Корсика Проспера Мериме оказалась в более выгодных условиях географического детерминизма. Деградация её цивилизации была прервана внешним цивилизационным обновлением — французским и английским. Но это обновление пришло слишком поздно для древних кланов.
Возможно, именно этот момент и зафиксировал Мериме: время, когда цивилизация ещё красива, но уже безжалостна. Когда красота и жестокость перестают противоречить друг другу. В таком мире женщина-воитель — не аномалия, а необходимый элемент обряда, который остановить уже невозможно.
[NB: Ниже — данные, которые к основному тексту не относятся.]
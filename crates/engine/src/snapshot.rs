// SPDX-License-Identifier: BUSL-1.1
// Copyright (c) 2026 Alfred Jean LLC

//! The Snapshot Builder (§4.F): assembles the consolidated view handed to a
//! monitor on attach. Reads are pipelined and cursor-scanned; the result is
//! a single consistent-as-of-point-in-time frame, not a linearization point
//! (delta events may outrace it to the monitor).

use std::collections::HashSet;
use std::sync::Arc;

use jobmux_core::{Clock, Job, JobStatus, Machine, MachineStatus, Worker};
use jobmux_store::{keys, StoreAdapter, StoreOp, StoreValue};
use serde::Serialize;

use crate::error::EngineError;

const SCAN_BATCH_SIZE: u32 = 100;

#[derive(Debug, Clone, Serialize)]
pub struct WorkerSnapshot {
    pub worker_id: String,
    pub status: String,
    #[serde(skip_serializing_if = "Option::is_none")]
    pub current_job_id: Option<String>,
    #[serde(skip_serializing_if = "Option::is_none")]
    pub machine_id: Option<String>,
    pub total_jobs_completed: u64,
    pub total_jobs_failed: u64,
    #[serde(skip_serializing_if = "Option::is_none")]
    pub capabilities: Option<serde_json::Value>,
    #[serde(skip_serializing_if = "Option::is_none")]
    pub last_heartbeat_ttl: Option<i64>,
}

#[derive(Debug, Clone, Default, Serialize)]
pub struct JobBuckets {
    pub pending: Vec<Job>,
    pub active: Vec<Job>,
    pub completed: Vec<Job>,
    pub failed: Vec<Job>,
}

#[derive(Debug, Clone, Serialize)]
pub struct MachineSnapshot {
    pub machine_id: String,
    pub status: String,
    #[serde(skip_serializing_if = "Option::is_none")]
    pub hostname: Option<String>,
    #[serde(skip_serializing_if = "Option::is_none")]
    pub cpu_cores: Option<u32>,
}

/// Aggregate counts derived from the same scan this snapshot's `workers`,
/// `jobs`, and `machines` buckets come from — the fourth key §6.1 requires
/// alongside them in the `full_state_snapshot` frame.
#[derive(Debug, Clone, Default, Serialize)]
pub struct SystemStats {
    pub total_workers: usize,
    pub total_machines: usize,
    pub pending_jobs: usize,
    pub active_jobs: usize,
    pub completed_jobs: usize,
    pub failed_jobs: usize,
    pub queue_depth: usize,
}

impl SystemStats {
    fn compute(workers: &[WorkerSnapshot], jobs: &JobBuckets, machines: &[MachineSnapshot]) -> Self {
        Self {
            total_workers: workers.len(),
            total_machines: machines.len(),
            pending_jobs: jobs.pending.len(),
            active_jobs: jobs.active.len(),
            completed_jobs: jobs.completed.len(),
            failed_jobs: jobs.failed.len(),
            queue_depth: jobs.pending.len() + jobs.active.len(),
        }
    }
}

#[derive(Debug, Clone, Serialize)]
pub struct Snapshot {
    pub workers: Vec<WorkerSnapshot>,
    pub jobs: JobBuckets,
    pub machines: Vec<MachineSnapshot>,
    pub system_stats: SystemStats,
}

/// Bucket for a job status, per §4.F's partition rule.
fn bucket_for(status: JobStatus) -> fn(&mut JobBuckets) -> &mut Vec<Job> {
    match status {
        JobStatus::Pending | JobStatus::Queued => |b| &mut b.pending,
        JobStatus::Assigned | JobStatus::Accepted | JobStatus::InProgress => |b| &mut b.active,
        JobStatus::Completed => |b| &mut b.completed,
        JobStatus::Failed | JobStatus::Cancelled | JobStatus::Timeout | JobStatus::Unworkable => {
            |b| &mut b.failed
        }
    }
}

pub struct SnapshotBuilder {
    store: Arc<dyn StoreAdapter>,
    clock: Arc<dyn Clock>,
}

impl SnapshotBuilder {
    pub fn new(store: Arc<dyn StoreAdapter>, clock: Arc<dyn Clock>) -> Self {
        Self { store, clock }
    }

    pub async fn build(&self) -> Result<Snapshot, EngineError> {
        let worker_ids = self.scan_all(keys::worker_heartbeat_scan_pattern()).await?;
        let workers = self.fetch_workers(&worker_ids).await?;

        let job_keys = self.scan_all(keys::job_scan_pattern()).await?;
        let jobs = self.fetch_jobs(&job_keys).await?;

        let machine_keys = self.scan_all(keys::machine_scan_pattern()).await?;
        let live_machine_ids: HashSet<String> = workers
            .iter()
            .filter_map(|w| w.machine_id.clone())
            .collect();
        let machines = self.fetch_machines(&machine_keys, &live_machine_ids).await?;

        let system_stats = SystemStats::compute(&workers, &jobs, &machines);
        Ok(Snapshot { workers, jobs, machines, system_stats })
    }

    /// Cursor-scans `pattern` to exhaustion in batches of [`SCAN_BATCH_SIZE`].
    async fn scan_all(&self, pattern: &str) -> Result<Vec<String>, EngineError> {
        let mut cursor = 0u64;
        let mut keys = Vec::new();
        loop {
            let page = self.store.scan(cursor, pattern, SCAN_BATCH_SIZE).await?;
            keys.extend(page.keys);
            if page.cursor == 0 {
                break;
            }
            cursor = page.cursor;
        }
        Ok(keys)
    }

    async fn fetch_workers(&self, heartbeat_keys: &[String]) -> Result<Vec<WorkerSnapshot>, EngineError> {
        let mut workers = Vec::with_capacity(heartbeat_keys.len());
        for heartbeat_key in heartbeat_keys {
            let Some(worker_id) = keys::worker_id_from_heartbeat_key(heartbeat_key) else {
                continue;
            };
            let ops = [
                StoreOp::GetHash(keys::worker_key(worker_id)),
                StoreOp::Ttl(heartbeat_key.clone()),
            ];
            let mut results = self.store.pipeline(&ops).await?;
            let (Some(ttl_result), Some(hash_result)) = (results.pop(), results.pop()) else {
                continue;
            };

            let Ok(StoreValue::Hash(hash)) = hash_result else {
                continue;
            };
            if hash.is_empty() {
                continue;
            }
            let Ok(worker) = Worker::from_hash(worker_id, &hash) else {
                continue;
            };
            let last_heartbeat_ttl = match ttl_result {
                Ok(StoreValue::Ttl(ttl)) => ttl,
                _ => None,
            };

            workers.push(WorkerSnapshot {
                worker_id: worker.worker_id.as_str().to_string(),
                status: worker.status.to_string(),
                current_job_id: worker.current_job_id,
                machine_id: worker.machine_id,
                total_jobs_completed: worker.total_jobs_completed,
                total_jobs_failed: worker.total_jobs_failed,
                capabilities: worker.capabilities,
                last_heartbeat_ttl,
            });
        }
        Ok(workers)
    }

    async fn fetch_jobs(&self, job_keys: &[String]) -> Result<JobBuckets, EngineError> {
        let mut buckets = JobBuckets::default();
        let ops: Vec<StoreOp> = job_keys.iter().map(|k| StoreOp::GetHash(k.clone())).collect();
        if ops.is_empty() {
            return Ok(buckets);
        }
        let results = self.store.pipeline(&ops).await?;
        for result in results {
            let Ok(StoreValue::Hash(hash)) = result else {
                continue;
            };
            if hash.is_empty() {
                continue;
            }
            let Ok(job) = Job::from_hash(&hash) else {
                continue;
            };
            let status = job.status;
            bucket_for(status)(&mut buckets).push(job);
        }
        Ok(buckets)
    }

    async fn fetch_machines(
        &self,
        machine_keys: &[String],
        live_machine_ids: &HashSet<String>,
    ) -> Result<Vec<MachineSnapshot>, EngineError> {
        let mut machines = Vec::with_capacity(machine_keys.len());
        for info_key in machine_keys {
            let Some(machine_id) = keys::machine_id_from_info_key(info_key) else {
                continue;
            };
            let hash = self.store.get_hash(info_key).await?;
            if hash.is_empty() {
                continue;
            }
            let Ok(mut machine) = Machine::from_hash(machine_id, &hash) else {
                continue;
            };

            let has_live_worker = live_machine_ids.contains(machine_id);
            let corrected_status = if !has_live_worker {
                MachineStatus::Offline
            } else if machine.status == MachineStatus::Starting {
                MachineStatus::Starting
            } else {
                MachineStatus::Ready
            };

            if corrected_status != machine.status {
                let now = self.clock.now().to_rfc3339();
                self.store
                    .put_hash_fields(
                        info_key,
                        &Machine::status_hash_fields(corrected_status, &now)
                            .iter()
                            .map(|(k, v)| (k.as_str(), v.as_str()))
                            .collect::<Vec<_>>(),
                    )
                    .await?;
                machine.status = corrected_status;
            }

            machines.push(MachineSnapshot {
                machine_id: machine.machine_id.as_str().to_string(),
                status: machine.status.to_string(),
                hostname: machine.hostname,
                cpu_cores: machine.cpu_cores,
            });
        }
        Ok(machines)
    }
}

#[cfg(test)]
mod tests {
    use super::*;
    use jobmux_core::FakeClock;
    use jobmux_store::FakeStore;

    async fn store_with_worker_and_job() -> FakeStore {
        let store = FakeStore::new();
        store.set_presence_with_ttl("worker:w-1:heartbeat", 30);
        store
            .put_hash_fields("worker:w-1", &[("status", "idle"), ("machine_id", "m-1")])
            .await
            .unwrap();
        store
            .put_hash_fields(
                "job:job-1",
                &[
                    ("id", "job-1"),
                    ("service_required", "render"),
                    ("priority", "50"),
                    ("created_at", "2026-01-01T00:00:00Z"),
                    ("status", "pending"),
                ],
            )
            .await
            .unwrap();
        store
    }

    #[tokio::test]
    async fn builds_workers_and_jobs_from_scanned_keys() {
        let store = store_with_worker_and_job().await;
        let builder = SnapshotBuilder::new(Arc::new(store), Arc::new(FakeClock::new()));
        let snapshot = builder.build().await.unwrap();

        assert_eq!(snapshot.workers.len(), 1);
        assert_eq!(snapshot.workers[0].worker_id, "w-1");
        assert_eq!(snapshot.jobs.pending.len(), 1);
        assert!(snapshot.jobs.active.is_empty());
    }

    #[tokio::test]
    async fn machine_without_live_worker_is_marked_offline() {
        let store = FakeStore::new();
        store
            .put_hash_fields("machine:m-1:info", &[("status", "ready")])
            .await
            .unwrap();

        let builder = SnapshotBuilder::new(Arc::new(store.clone()), Arc::new(FakeClock::new()));
        let snapshot = builder.build().await.unwrap();

        assert_eq!(snapshot.machines.len(), 1);
        assert_eq!(snapshot.machines[0].status, "offline");

        let persisted = store.get_hash("machine:m-1:info").await.unwrap();
        assert_eq!(persisted.get("status").map(String::as_str), Some("offline"));
    }

    #[tokio::test]
    async fn machine_with_live_worker_is_marked_ready() {
        let store = store_with_worker_and_job().await;
        store
            .put_hash_fields("machine:m-1:info", &[("status", "starting")])
            .await
            .unwrap();

        let builder = SnapshotBuilder::new(Arc::new(store), Arc::new(FakeClock::new()));
        let snapshot = builder.build().await.unwrap();

        assert_eq!(snapshot.machines[0].status, "starting");
    }
}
Любая критика варварских обычаев воспринимается как кощунство.
Коломбо — не злодей.
Кая Каллас — не исключение.
Они — симптомы.
А симптомы, как известно, возвращаются тогда, когда болезнь зашла слишком далеко.
Послесловие
Проспер Мериме умер в 1870 году. Его героиня, прекрасная Коломбо, покидает деградирующую Корсику, выходит замуж за пожилого английского офицера — почти ровесника её отца — и уезжает на остров процветающей цивилизации Англии. Перед отъездом она с холодным, почти палаческим наслаждением наблюдает предсмертные страдания последнего представителя враждебного клана. Вендетта завершается взаимным уничтожением двух древнейших родов острова.
Вопрос:
не этого ли — на глубинном, подсознательном уровне — желает и прекрасная Кая Каллас?